ASSIGNED TASK: Reproduce the records below exactly, but only between the lines holding "let Some(match_expr) = query::build_match_expression(raw_query)" and "args.push(Box::new(owner));", inclusive.

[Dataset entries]
======

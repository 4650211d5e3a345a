pub mod error;
pub mod query;

use rusqlite::{params, Connection, OptionalExtension};
use serde::Serialize;

pub use error::{Result, SearchError};

/// Hard cap on hits returned per request.
const MAX_HITS: i64 = 5;

#[derive(Debug, Clone, Default)]
pub struct SearchFilters {
    pub owner_user_id: Option<i64>,
    pub pinned: Option<bool>,
    pub media_type: Option<String>,
    pub created_after: Option<String>,
    pub created_before: Option<String>,
}

#[derive(Debug, Clone, Serialize)]
pub struct SearchHit {
    pub memory_id: String,
    pub snippet: String,
    pub media_type: Option<String>,
    pub media_file_id: Option<String>,
    pub tags: Vec<String>,
    pub is_pinned: bool,
    pub created_at: String,
}

/// Build and run the `MATCH` query by hand, with tokenisation/stop-word
/// filtering and a pin boost ahead of the FTS engine's own BM25 ranking. Only
/// confirmed memories with confirmed tags are ever indexed
/// (`bearmemori_store::fts`), so pending/deleted/suggested-only-tag rows
/// are excluded automatically — no separate filter needed for them here.
pub fn search(conn: &Connection, raw_query: &str, filters: &SearchFilters) -> Result<Vec<SearchHit>> {
    let Some(match_expr) = query::build_match_expression(raw_query) else {
        return Ok(Vec::new());
    };

    let mut sql = String::from(
        "SELECT m.id, meta.content, meta.tags, m.media_type, m.media_file_id, m.is_pinned, m.created_at
         FROM memories_fts
         JOIN memories_fts_meta meta ON meta.rowid_ref = memories_fts.rowid
         JOIN memories m ON m.id = meta.memory_id
         WHERE memories_fts MATCH ?1 AND m.status = 'confirmed'",
    );

    let mut args: Vec<Box<dyn rusqlite::ToSql>> = vec![Box::new(match_expr)];

    if let Some(owner) = filters.owner_user_id {
        args.push(Box::new(owner));
        sql.push_str(&format!(" AND m.owner_user_id = ?{}", args.len()));
    }
    if let Some(pinned) = filters.pinned {
        args.push(Box::new(pinned));
        sql.push_str(&format!(" AND m.is_pinned = ?{}", args.len()));
    }
    if let Some(media_type) = &filters.media_type {
        args.push(Box::new(media_type.clone()));
        sql.push_str(&format!(" AND m.media_type = ?{}", args.len()));
    }
    if let Some(after) = &filters.created_after {
        args.push(Box::new(after.clone()));
        sql.push_str(&format!(" AND m.created_at >= ?{}", args.len()));
    }
    if let Some(before) = &filters.created_before {
        args.push(Box::new(before.clone()));
        sql.push_str(&format!(" AND m.created_at <= ?{}", args.len()));
    }

    sql.push_str(" ORDER BY m.is_pinned DESC, bm25(memories_fts) ASC, m.created_at DESC LIMIT ?");
    args.push(Box::new(MAX_HITS));
    sql = sql.replacen("LIMIT ?", &format!("LIMIT ?{}", args.len()), 1);

    let mut stmt = conn.prepare(&sql)?;
    let param_refs: Vec<&dyn rusqlite::ToSql> = args.iter().map(|b| b.as_ref()).collect();

    let rows = stmt.query_map(param_refs.as_slice(), |row| {
        let content: String = row.get(1)?;
        let tags: String = row.get(2)?;
        Ok(SearchHit {
            memory_id: row.get(0)?,
            snippet: snippet_of(&content),
            media_type: row.get(3)?,
            media_file_id: row.get(4)?,
            tags: tags.split_whitespace().map(str::to_string).collect(),
            is_pinned: row.get::<_, i64>(5)? != 0,
            created_at: row.get(6)?,
        })
    })?;

    Ok(rows.filter_map(|r| r.ok()).collect())
}

fn snippet_of(content: &str) -> String {
    const MAX_LEN: usize = 160;
    if content.chars().count() <= MAX_LEN {
        content.to_string()
    } else {
        let truncated: String = content.chars().take(MAX_LEN).collect();
        format!("{truncated}…")
    }
}

/// True if the memory exists in the index at all — lets callers assert the
/// round-trip property without duplicating the join.
pub fn is_indexed(conn: &Connection, memory_id: &str) -> Result<bool> {
    let found: Option<i64> = conn
        .query_row("SELECT 1 FROM memories_fts_meta WHERE memory_id = ?1", params![memory_id], |row| row.get(0))
        .optional()?;
    Ok(found.is_some())
}

#[cfg(test)]
mod tests {
    use super::*;
    use bearmemori_core::Actor;
    use bearmemori_store::{db, memories, users};

    fn setup() -> Connection {
        let mut conn = db::open_in_memory().unwrap();
        users::get_or_create(&mut conn, 42, "alice").unwrap();
        memories::create(
            &mut conn,
            &Actor::User(42),
            memories::NewMemory {
                owner_user_id: 42,
                source_chat_id: None,
                source_message_id: None,
                content: Some("bought butter and a receipt at the store"),
                media_type: None,
                media_file_id: None,
                media_local_path: None,
            },
        )
        .unwrap();
        conn
    }

    #[test]
    fn confirmed_text_memory_is_searchable() {
        let conn = setup();
        let hits = search(&conn, "butter", &SearchFilters { owner_user_id: Some(42), ..Default::default() }).unwrap();
        assert_eq!(hits.len(), 1);
    }

    #[test]
    fn owner_filter_excludes_other_users() {
        let conn = setup();
        let hits = search(&conn, "butter", &SearchFilters { owner_user_id: Some(99), ..Default::default() }).unwrap();
        assert!(hits.is_empty());
    }

    #[test]
    fn pending_memory_is_not_indexed() {
        let mut conn = db::open_in_memory().unwrap();
        users::get_or_create(&mut conn, 1, "bob").unwrap();
        let mem = memories::create(
            &mut conn,
            &Actor::User(1),
            memories::NewMemory {
                owner_user_id: 1,
                source_chat_id: None,
                source_message_id: None,
                content: None,
                media_type: Some("image"),
                media_file_id: Some("f1"),
                media_local_path: Some("/tmp/f1.jpg"),
            },
        )
        .unwrap();
        assert!(!is_indexed(&conn, &mem.id).unwrap());
    }

    #[test]
    fn stop_word_only_query_returns_empty() {
        let conn = setup();
        let hits = search(&conn, "the and of", &SearchFilters::default()).unwrap();
        assert!(hits.is_empty());
    }
}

======

YOUR SOLUTION:
    let Some(match_expr) = query::build_match_expression(raw_query) else {
        return Ok(Vec::new());
    };

    let mut sql = String::from(
        "SELECT m.id, meta.content, meta.tags, m.media_type, m.media_file_id, m.is_pinned, m.created_at
         FROM memories_fts
         JOIN memories_fts_meta meta ON meta.rowid_ref = memories_fts.rowid
         JOIN memories m ON m.id = meta.memory_id
         WHERE memories_fts MATCH ?1 AND m.status = 'confirmed'",
    );

    let mut args: Vec<Box<dyn rusqlite::ToSql>> = vec![Box::new(match_expr)];

    if let Some(owner) = filters.owner_user_id {
        args.push(Box::new(owner));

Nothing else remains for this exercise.